Ready to Make All Deals.
The bucket shop proprietor is ready to make all deals offered in any commodity that fluctuates in price. He may call himself banker and broker, or commission merchant, or disguise his business under the form of an incorporated enterprise or exchange. But he is still a common gambler. The interest of the proprietor of a bucket shop is at all times opposed to that of his patrons, as the profits of the shop are measured by the losses of the patrons.
Bucket shops should not be confounded with the great public markets of the world, where buyer and seller, producer and consumer, investor and speculator meet in legitimate trade; for the pretended buying of millions of bushels of grain in bucket shops will not add a fraction of a cent to the price of the product of the farm, nor will the pretended selling of as much increase the supplies of the consumer or lessen the cost of his loaf a farthing. Nor should they be confounded with the offices of legitimate brokers which they endeavor to imitate in appearance.
Name Coined in London.
The term "bucket shop," as now applied in the United States, was first used in the late '70s. It was coined in London fifty years ago, when it had absolutely no reference to any species of speculation or gambling. Beer swillers from the East Side (London) went from street to street with buckets, draining every keg they came across and picking up cast-off cigar butts. Arriving at a den they gathered for social amusement around a table and passed the bucket as a loving cup, each taking a "pull" as it came his way.

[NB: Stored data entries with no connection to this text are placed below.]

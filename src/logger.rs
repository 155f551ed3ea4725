//! # Logger
//! src/logger.rs
//!
//! Sink de logging del servidor: una línea por evento, con prefijo
//! de timestamp. No forma parte del contrato HTTP, es puramente
//! observabilidad local.
//!
//! ## Formato
//!
//! ```text
//! [2025-10-22 14:03:07] Servidor escuchando en 0.0.0.0:8080
//! [2025-10-22 14:03:09] GET /users -> 200 OK
//! ```

use chrono::Local;

/// Escribe una línea de log en stdout con timestamp `YYYY-MM-DD HH:MM:SS`
pub fn log(message: &str) {
    let timestamp = Local::now().format("%Y-%m-%d %H:%M:%S");
    println!("[{}] {}", timestamp, message);
}
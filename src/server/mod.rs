//! # Módulo del Servidor HTTP
//! src/server/mod.rs
//!
//! Este módulo implementa el servidor TCP que:
//! 1. Escucha en un puerto
//! 2. Acepta conexiones entrantes
//! 3. Lee y parsea requests HTTP
//! 4. Genera y envía responses HTTP
//!
//! Cada conexión se procesa en su propio thread y se cierra tras
//! escribir la respuesta (sin keep-alive).

pub mod tcp;

// Re-exportar para facilitar el uso
pub use tcp::Server;
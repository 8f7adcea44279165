use std::fmt::{Display, Formatter};
use std::future::Future;
use std::pin::Pin;
use std::sync::Arc;
use std::time::Duration;

/// Outgoing GET request issued by the quote adapter.
#[derive(Debug, Clone, PartialEq, Eq)]
pub struct HttpRequest {
    pub url: String,
    pub query: Vec<(String, String)>,
    /// `None` leaves the transport default in place.
    pub timeout_ms: Option<u64>,
}

impl HttpRequest {
    pub fn get(url: impl Into<String>) -> Self {
        Self {
            url: url.into(),
            query: Vec::new(),
            timeout_ms: None,
        }
    }

    pub fn with_query(mut self, name: impl Into<String>, value: impl Into<String>) -> Self {
        self.query.push((name.into(), value.into()));
        self
    }

    pub fn with_timeout_ms(mut self, timeout_ms: Option<u64>) -> Self {
        self.timeout_ms = timeout_ms;
        self
    }

    /// Value of a query parameter, if present.
    pub fn query_param(&self, name: &str) -> Option<&str> {
        self.query
            .iter()
            .find(|(key, _)| key == name)
            .map(|(_, value)| value.as_str())
    }

    /// Full URL with percent-encoded query string.
    pub fn full_url(&self) -> String {
        if self.query.is_empty() {
            return self.url.clone();
        }

        let query = self
            .query
            .iter()
            .map(|(key, value)| {
                format!(
                    "{}={}",
                    urlencoding::encode(key),
                    urlencoding::encode(value)
                )
            })
            .collect::<Vec<_>>()
            .join("&");
        let separator = if self.url.contains('?') { '&' } else { '?' };
        format!("{}{separator}{query}", self.url)
    }
}

/// HTTP response returned by a transport.
#[derive(Debug, Clone, PartialEq, Eq)]
pub struct HttpResponse {
    pub status: u16,
    pub body: String,
}

impl HttpResponse {
    pub fn new(status: u16, body: impl Into<String>) -> Self {
        Self {
            status,
            body: body.into(),
        }
    }

    pub fn ok_json(body: impl Into<String>) -> Self {
        Self::new(200, body)
    }

    pub const fn is_success(&self) -> bool {
        self.status >= 200 && self.status < 300
    }
}

/// Transport-level HTTP error (connection refused, DNS, body read).
#[derive(Debug, Clone, PartialEq, Eq)]
pub struct HttpError {
    message: String,
}

impl HttpError {
    pub fn new(message: impl Into<String>) -> Self {
        Self {
            message: message.into(),
        }
    }
}

impl Display for HttpError {
    fn fmt(&self, f: &mut Formatter<'_>) -> std::fmt::Result {
        f.write_str(&self.message)
    }
}

impl std::error::Error for HttpError {}

/// Async transport contract used by the quote adapter.
pub trait HttpClient: Send + Sync {
    fn execute<'a>(
        &'a self,
        request: HttpRequest,
    ) -> Pin<Box<dyn Future<Output = Result<HttpResponse, HttpError>> + Send + 'a>>;
}

/// Production transport backed by reqwest.
#[derive(Debug, Clone)]
pub struct ReqwestHttpClient {
    client: Arc<reqwest::Client>,
}

impl ReqwestHttpClient {
    pub fn new() -> Self {
        Self {
            client: Arc::new(
                reqwest::Client::builder()
                    .user_agent(concat!("stock-widget/", env!("CARGO_PKG_VERSION")))
                    .build()
                    .unwrap_or_else(|_| reqwest::Client::new()),
            ),
        }
    }
}

impl Default for ReqwestHttpClient {
    fn default() -> Self {
        Self::new()
    }
}

impl HttpClient for ReqwestHttpClient {
    fn execute<'a>(
        &'a self,
        request: HttpRequest,
    ) -> Pin<Box<dyn Future<Output = Result<HttpResponse, HttpError>> + Send + 'a>> {
        Box::pin(async move {
            let mut builder = self.client.get(&request.url).query(&request.query);

            if let Some(timeout_ms) = request.timeout_ms {
                builder = builder.timeout(Duration::from_millis(timeout_ms));
            }

            let response = builder.send().await.map_err(|e| {
                if e.is_timeout() {
                    HttpError::new(format!("request timeout: {e}"))
                } else if e.is_connect() {
                    HttpError::new(format!("connection failed: {e}"))
                } else {
                    HttpError::new(format!("request failed: {e}"))
                }
            })?;

            let status = response.status().as_u16();
            let body = response
                .text()
                .await
                .map_err(|e| HttpError::new(format!("failed to read response body: {e}")))?;

            Ok(HttpResponse { status, body })
        })
    }
}
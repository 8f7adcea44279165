use thiserror::Error;

/// CLI-level error categories mapped to exit codes.
#[derive(Debug, Error)]
pub enum CliError {
    #[error(transparent)]
    Validation(#[from] stockwidget_core::ValidationError),

    #[error(transparent)]
    LogSink(#[from] stockwidget_core::LogSinkError),

    #[error(transparent)]
    Serialization(#[from] serde_json::Error),

    #[error(transparent)]
    Io(#[from] std::io::Error),
}

impl CliError {
    pub const fn exit_code(&self) -> u8 {
        match self {
            Self::Validation(_) => 2,
            Self::Serialization(_) => 4,
            Self::LogSink(_) => 10,
            Self::Io(_) => 10,
        }
    }
}
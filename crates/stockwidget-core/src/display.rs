use std::sync::{Mutex, MutexGuard};

use serde::Serialize;

use crate::{ChangeColor, WidgetStatus};

/// UI bindings the fetcher writes into.
pub trait DisplaySink: Send + Sync {
    fn set_price_text(&self, text: &str);
    fn set_change_text(&self, text: &str);
    fn set_change_color(&self, color: ChangeColor);
    fn set_status(&self, status: WidgetStatus);
}

/// Snapshot of every display field.
#[derive(Debug, Clone, PartialEq, Eq, Default, Serialize)]
pub struct DisplaySnapshot {
    pub price_text: String,
    pub change_text: String,
    pub change_color: Option<ChangeColor>,
    pub status: WidgetStatus,
    /// Every status assigned, oldest first.
    #[serde(skip)]
    pub status_history: Vec<WidgetStatus>,
}

/// In-memory display, used by the CLI and tests.
#[derive(Debug, Default)]
pub struct DisplayState {
    inner: Mutex<DisplaySnapshot>,
}

impl DisplayState {
    pub fn new() -> Self {
        Self::default()
    }

    pub fn snapshot(&self) -> DisplaySnapshot {
        self.lock().clone()
    }

    fn lock(&self) -> MutexGuard<'_, DisplaySnapshot> {
        self.inner
            .lock()
            .unwrap_or_else(|poisoned| poisoned.into_inner())
    }
}

impl DisplaySink for DisplayState {
    fn set_price_text(&self, text: &str) {
        self.lock().price_text = text.to_owned();
    }

    fn set_change_text(&self, text: &str) {
        self.lock().change_text = text.to_owned();
    }

    fn set_change_color(&self, color: ChangeColor) {
        self.lock().change_color = Some(color);
    }

    fn set_status(&self, status: WidgetStatus) {
        let mut guard = self.lock();
        guard.status_history.push(status.clone());
        guard.status = status;
    }
}

#[cfg(test)]
mod tests {
    use super::*;
    use crate::StatusPhase;

    #[test]
    fn records_status_transitions_in_order() {
        let display = DisplayState::new();
        display.set_status(WidgetStatus::loading());
        display.set_status(WidgetStatus::idle());

        let snapshot = display.snapshot();
        assert_eq!(snapshot.status.phase, StatusPhase::Idle);
        let phases: Vec<_> = snapshot.status_history.iter().map(|s| s.phase).collect();
        assert_eq!(phases, vec![StatusPhase::Loading, StatusPhase::Idle]);
    }

    #[test]
    fn snapshot_serializes_without_history() {
        let display = DisplayState::new();
        display.set_price_text("$1.00");
        display.set_change_color(ChangeColor::Negative);

        let value = serde_json::to_value(display.snapshot()).expect("serializable");
        assert_eq!(value["price_text"], "$1.00");
        assert_eq!(value["change_color"], "#ff0000");
        assert!(value.get("status_history").is_none());
    }
}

In the interval were smoking and rough jokes. The den came to be called a bucket shop. Later the term was applied, both in England and the United States, as a byword of reproach to small places where grain and stock deals were counterfeited.
Yet the bucket shop is a gambling den par excellence, with all the paraphernalia necessary for the deception of the unsuspecting. One may place a $10 bet in the bucket shop, pay a commission of 25 per cent to the "bucket shopper," who may so shuffle the "cards" that the bettor may have to lose, even after he has won. As an example:
Game Neatly Fixed.
The one thing absolutely necessary to the bucket shop are quotations, never from a legitimate board of trade, but through leased wires, or wire tappings, or from some other fake source. For the instant that the "quotations" cannot be written upon the blackboards the betting must cease. The bet of the customer is that before a certain grain drops off a point against him, it will advance a point or more in his favor, and the bucket shopper takes the bet, holding the stake himself. Frequently the bettor may realize that he has won a point, or two, or three, and may insist upon the bucket shop selling for him. Perhaps the victim lives at a distance from the shop and must write or wire his "broker." He wires for the "broker" to sell, and perhaps gets a message in reply to the effect that the market must go much better than that; that he refuses to sacrifice his patron's best interests in that way, and will hold on for the certain rise. In most cases this patron is immensely flattered, until within a few days the market is "off" again, wiping out not only his profits, but his original margins as well.